Requiring signers to have a source of entropy at signing time to
randomly choose a distinct k for each signature has historically been
a source of high-profile cryptography disasters[1][2].

The NIST was warned about this in 1991 when standardizing the DSA, and
ignored the warning[3], claiming that entropy at signing time is no
more likely to be bad than entropy at key generation time.  Debian
showed them wrong.

There are three security concerns in Alexey's poll and your question:

(a) secret key recovery if k is reused or even slightly predictable,

(b) signature forgery if the attacker can find collisions in the hash
function, and

(c) denial of service or processing of unauthenticated data if a
protocol requires the verifier to consume arbitrarily large messages
before verifying the signature.

Randomized DSA- or Schnorr-type schemes that use an entropy source at
signing time are vulnerable to (a).  You can defend against this (and
EdDSA does) by hashing the secret key together with the message to
derive k deterministically: the secret key is unpredictable to the
attacker, so standard PRF assumptions imply k is unpredictable too.
(Bonus: easy test vectors for the real signing code.)
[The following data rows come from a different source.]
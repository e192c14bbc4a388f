//! 缓存槽位
//!
//! 一个槽位对应缓存中的一行：当前承载的逻辑块号和状态标志。槽位的数据
//! 缓冲区位于 `BlockCache` 的连续分配中，按槽位下标切片访问，生命周期内
//! 不会改变大小。

use super::BlockIndex;
use bitflags::bitflags;

/// 槽位 ID，即槽位在缓存数组中的下标
pub type SlotId = usize;

bitflags! {
    /// 槽位状态标志
    #[derive(Debug, Clone, Copy, PartialEq, Eq)]
    pub struct SlotFlags: u8 {
        /// 数据缓冲区持有设备块的有效副本
        const HAS_DATA = 0x01;
        /// 写入后尚未刷回设备，位于脏链表
        const DIRTY    = 0x02;
    }
}

/// 缓存槽位
///
/// 状态迁移：`Empty -> Clean <-> Dirty -> Clean -> 被驱逐/重新分配`。
/// 只有 Clean 状态的槽位可以被重新分配给其他块。
#[derive(Debug, Clone)]
pub struct CacheSlot {
    /// 当前承载的逻辑块号，首次使用前为 `None`
    pub(crate) block: Option<BlockIndex>,
    /// 状态标志
    pub(crate) flags: SlotFlags,
}

impl CacheSlot {
    pub(crate) const fn empty() -> Self {
        Self {
            block: None,
            flags: SlotFlags::empty(),
        }
    }

    /// 当前承载的逻辑块号
    pub fn block(&self) -> Option<BlockIndex> {
        self.block
    }

    /// 数据是否有效
    pub fn has_data(&self) -> bool {
        self.flags.contains(SlotFlags::HAS_DATA)
    }

    /// 是否是脏块
    pub fn is_dirty(&self) -> bool {
        self.flags.contains(SlotFlags::DIRTY)
    }

    /// 状态标志
    pub fn flags(&self) -> SlotFlags {
        self.flags
    }
}

#[cfg(test)]
mod tests {
    use super::*;

    #[test]
    fn test_empty_slot() {
        let slot = CacheSlot::empty();
        assert_eq!(slot.block(), None);
        assert!(!slot.has_data());
        assert!(!slot.is_dirty());
        assert_eq!(slot.flags(), SlotFlags::empty());
    }

    #[test]
    fn test_flags() {
        let mut slot = CacheSlot::empty();
        slot.flags.insert(SlotFlags::HAS_DATA | SlotFlags::DIRTY);
        assert!(slot.has_data());
        assert!(slot.is_dirty());

        slot.flags.remove(SlotFlags::DIRTY);
        assert!(slot.has_data());
        assert!(!slot.is_dirty());
    }
}
//! 刷新钩子
//!
//! 让上层在 [`BlockStore::flush_writes`](super::BlockStore::flush_writes)
//! 前后插入自己的逻辑（例如提交日志、更新统计），而不需要重新实现刷新。

use crate::error::Result;

/// 刷新钩子 trait
///
/// `BlockStore` 对钩子类型泛型，默认使用 [`NoHook`]。
///
/// # 调用时机
///
/// - `before_flush` 在获取缓存锁之前调用，返回错误时本次刷新被取消
/// - `after_flush` 在释放缓存锁之后调用，参数为本次写回的块数量
///
/// 钩子由 store 持有，拿不到 store 的引用，只能处理自己管理的状态；
/// 需要先写成脏块的数据应由上层在调用 `flush_writes` 之前写入。
///
/// # 示例
///
/// ```rust,ignore
/// struct JournalHook { journal: Journal }
///
/// impl FlushHook for JournalHook {
///     fn before_flush(&self) -> Result<()> {
///         // 数据块写回之前先提交日志
///         self.journal.commit()
///     }
/// }
///
/// let store = BlockStore::with_hook(device, JournalHook { .. }, StoreConfig::default())?;
/// ```
pub trait FlushHook: Send + Sync {
    /// 刷新前调用，返回错误时取消本次刷新
    fn before_flush(&self) -> Result<()> {
        Ok(())
    }

    /// 刷新后调用
    fn after_flush(&self, _flushed: usize) {}
}

/// 空钩子（默认）
#[derive(Debug, Default, Clone, Copy)]
pub struct NoHook;

impl FlushHook for NoHook {}
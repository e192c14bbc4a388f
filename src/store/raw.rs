//! 物理块直接 I/O
//!
//! 以设备物理块为单位，完全绕过缓存；不检查缓存中是否有同一区域的脏数据。

use super::{BlockStore, FlushHook};
use crate::block::BlockDevice;
use crate::error::{Error, ErrorKind, Result};
use core::sync::atomic::Ordering;

impl<D: BlockDevice, H: FlushHook> BlockStore<D, H> {
    fn raw_offset(&self, index: u64) -> Result<u64> {
        index
            .checked_mul(self.device_block_size as u64)
            .ok_or(Error::new(ErrorKind::OutOfBounds, "device block offset overflows u64"))
    }

    /// 读取一个物理块
    ///
    /// # Panics
    ///
    /// `buffer` 短于设备块大小，或设备返回的字节数不足
    pub fn raw_read(&self, index: u64, buffer: &mut [u8]) -> Result<()> {
        self.raw_read_blocks(index, 1, buffer)
    }

    /// 写入一个物理块
    ///
    /// # Panics
    ///
    /// `buffer` 短于设备块大小，或设备写入的字节数不足
    pub fn raw_write(&self, index: u64, buffer: &[u8]) -> Result<()> {
        self.raw_write_blocks(index, 1, buffer)
    }

    /// 读取连续的多个物理块（一次设备调用）
    pub fn raw_read_blocks(&self, index: u64, count: usize, buffer: &mut [u8]) -> Result<()> {
        let len = count
            .checked_mul(self.device_block_size)
            .filter(|&len| buffer.len() >= len);
        let Some(len) = len else {
            panic!("buffer too small for raw read");
        };
        let offset = self.raw_offset(index)?;

        let read = self.device.read_at(offset, &mut buffer[..len])?;
        self.counters.physical_reads.fetch_add(1, Ordering::Relaxed);
        assert_eq!(read, len, "short raw read at device block {}", index);
        Ok(())
    }

    /// 写入连续的多个物理块（一次设备调用）
    pub fn raw_write_blocks(&self, index: u64, count: usize, buffer: &[u8]) -> Result<()> {
        let len = count
            .checked_mul(self.device_block_size)
            .filter(|&len| buffer.len() >= len);
        let Some(len) = len else {
            panic!("buffer too small for raw write");
        };
        self.check_writable()?;
        let offset = self.raw_offset(index)?;

        let written = self.device.write_at(offset, &buffer[..len])?;
        self.counters.physical_writes.fetch_add(1, Ordering::Relaxed);
        assert_eq!(written, len, "short raw write at device block {}", index);
        Ok(())
    }
}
Schemes defined in terms of H(m) for a fixed H are vulnerable to (b).
You can defend against this (and EdDSA does) by using a keyed hash
H_k(m) and relying only on target collision resistance instead of
collision resistance.

You could defend against both (a) and (b) by hashing the message under
a different key, say h, and signing H_h(m) -- that is, choose h
randomly, compute H_h(m), and derive k from the secret key and H_h(m)
to sign the message h || H_h(m).  But this leaves (c).

Protocols designed under the assumption of streaming I/U/F are likely
to be vulnerable to (c).  You can defend against this (and EdDSA does)
by encouraging protocol designers to sign and verify short messages
rather than long ones, and to split long messages into independently
verifiable parts, e.g. by signing each part separately or signing the
root of a Merkle tree of parts.


[1] Debian broke OpenSSL's PRNG seeding so that it had only 2^15
possible seeds, enabling recovery of (EC)DSA secret keys used on
affected systems with predictable k even if the secret key was
otherwise secure.  https://wiki.debian.org/SSLkeys

[2] Sony reused k verbatim for PlayStation 3 firmware updates signed
with ECDSA, enabling recovery of the firmware signing key.

fail0verflow, `Console Hacking 2010: PS3 Epic Fail', 27c3, 2010.
http://events.ccc.de/congress/2010/Fahrplan/attachments/1780_27c3_console_hacking_2010.pdf

[3] Miles E. Smid and Dennis K. Branstad (NIST), `Response to Comments
on the NIST Proposed Digital Signature Standard', CRYPTO'92, LNCS 740,
pp. 76--88, Springer, 1993.  (See Sec. 4.9 about k.)